"profil": RH zerpflückt Neue Mittelschule

Rechnungshof-Rohbericht kritisiert verzerrte Statistiken, rechtswidrige Vergaben und bürokratisches Chaos bei Modellversuch NMS

Wien (OTS) - Wie das Nachrichtenmagazin "profil" in seiner Montag erscheinenden Ausgabe berichtet, übt der Rechnungshof (RH) in einem Rohbericht heftige Kritik am Reformprojekt Neue Mittelschule (NMS) von Unterrichtsministerin Claudia Schmied. So sei die NMS im Jahr 2012 "entgegen der gesetzlichen Vorgabe zur verpflichtenden wissenschaftlichen Begleitung und Evaluation der NMS-Modellversuche" im Regelschulwesen eingeführt worden. Originalzitat aus dem RH-Bericht: "Eine zentrale Entscheidungsgrundlage für diese wichtige bildungspolitische Maßnahme mit weitreichenden finanziellen Auswirkungen lag nicht vor."

In seinem 114-seitigen Rohbericht zum "Modellversuch Neue Mittelschule" beanstandet der Rechnungshof, das Unterrichtsministerium (BMUKK) habe bei der positiven Darstellung der Übertrittsraten von NMS-Absolventen in höhere Schulen "unpassende Vergleichsdaten herangezogen". Statt einem "verzerrten Vergleich" sollten "in Zukunft objektiv ermittelte Statistiken" veröffentlicht werden.

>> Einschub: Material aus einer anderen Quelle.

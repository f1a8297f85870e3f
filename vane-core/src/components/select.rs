//! Select entity schema
//!
//! A select exposes one label out of a fixed option list. Component
//! specific selects extend [`POLLING_SELECT_SCHEMA`] with their own class.

use crate::codegen::ClassPath;
use crate::config::{
    DefaultValue, Field, FieldKind, Schema, CONF_DISABLED_BY_DEFAULT, CONF_ICON, CONF_NAME,
    CONF_UPDATE_INTERVAL,
};

pub const SELECT_CLASS: ClassPath = ClassPath::new("select", "Select");

/// Default polling interval (60 s)
pub const DEFAULT_UPDATE_INTERVAL_MS: u32 = 60_000;

pub static SELECT_SCHEMA: Schema = Schema::new(&[
    Field::generated_id(SELECT_CLASS),
    Field::required(CONF_NAME, FieldKind::Str),
    Field::optional(CONF_ICON, FieldKind::Str),
    Field::with_default(
        CONF_DISABLED_BY_DEFAULT,
        FieldKind::Bool,
        DefaultValue::Bool(false),
    ),
]);

/// Select that is also a polling component
pub static POLLING_SELECT_SCHEMA: Schema = Schema::extend(
    &SELECT_SCHEMA,
    &[Field::with_default(
        CONF_UPDATE_INTERVAL,
        FieldKind::Duration,
        DefaultValue::Duration(DEFAULT_UPDATE_INTERVAL_MS),
    )],
);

Überdies sei es dem BMUKK "trotz hoher finanzieller Mittel nicht gelungen, eLearning an den NMS-Modellversuchen nachhaltig zu etablieren". Die Vergabe des Projekts eLearning an die Stiftung private Pädagogische Hochschule Burgenland erfolgte laut Rechnungshof "entgegen dem Bundesvergabegesetz". Auch die Öffentlichkeitsarbeit für den Modellversuch NMS sei teilweise "ohne öffentliche Ausschreibung" vergeben worden.

Allgemein komme es beim Projekt Neue Mittelschule aufgrund der Kompetenzzersplitterung zwischen Bund und Ländern zu "Ineffizienzen, Doppelgleisigkeiten und Zielkonflikten".

Die RH-Prüfung des Modellversuchs Neue Mittelschule fand von November 2012 bis März 2013 statt. Laut "profil" könnte der Endbericht noch vor Weihnachten publiziert werden. Das BMUKK wollte gegenüber dem Nachrichtenmagazin keinen Kommentar abgeben.